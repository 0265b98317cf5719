//! The multi-pass constraint solver.
//!
//! A page is solved by seven passes in a fixed order: root
//! initialization, intrinsic minima (post-order), width distribution
//! (pre-order), text reflow, minima recomputation, height distribution,
//! and positioning (top-down). Widths are decided before text wraps so
//! the wrap feeds accurate heights into the height passes; rerunning the
//! minima pass afterwards is what lets FIT ancestors grow to hold the
//! wrapped text.

use crate::element::{ElementArena, ElementKind};
use crate::error::Warning;
use crate::fonts::FontMetrics;
use crate::geometry::{Axis, Dimensions, Point, Sizing, EPSILON};
use crate::images::ImageMetrics;
use crate::markdown;
use crate::measure::{measure_words, WidthCache};
use crate::placement::text_height;
use crate::wrap::wrap_words;

/// Ports and knobs threaded through a solve.
pub struct SolveParams<'a> {
    pub fonts: &'a dyn FontMetrics,
    pub images: Option<&'a dyn ImageMetrics>,
    pub cache: &'a mut WidthCache,
    pub warnings: &'a mut Vec<Warning>,
    pub line_spacing_factor: f64,
    pub use_image_for_emojis: bool,
}

/// Solve one page's subtrees in place. After this returns, every element
/// reachable from `roots` has a final `position` and dimensions that
/// dominate its minima (overconstrained subtrees excepted; those clip at
/// emission), and every text element has its wrapped lines.
pub fn solve_page(
    arena: &mut ElementArena,
    roots: &[usize],
    page: Dimensions,
    params: &mut SolveParams,
) {
    for &root in roots {
        reset(arena, root);
        init_root(arena, root, page);
        compute_minima(arena, root, params);
        adopt_minima(arena, root);
        distribute(arena, root, Axis::X);
        reflow_text(arena, root, params);
        recompute_minima(arena, root);
        adopt_minima(arena, root);
        distribute(arena, root, Axis::Y);
        position(arena, root, Point::default());
    }
}

/// Clear solver-written state so repeated renders start from the same
/// inputs.
fn reset(arena: &mut ElementArena, idx: usize) {
    let children = arena[idx].children.clone();
    let e = &mut arena[idx];
    e.min_dimensions = Dimensions::default();
    e.dimensions = Dimensions::default();
    e.position = Point::default();
    e.words.clear();
    e.lines.clear();
    for c in children {
        reset(arena, c);
    }
}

:::

Identify the lines above that contain the word "WidthCache", then copy them.

Response below:
use crate::measure::{measure_words, WidthCache};
    pub cache: &'a mut WidthCache,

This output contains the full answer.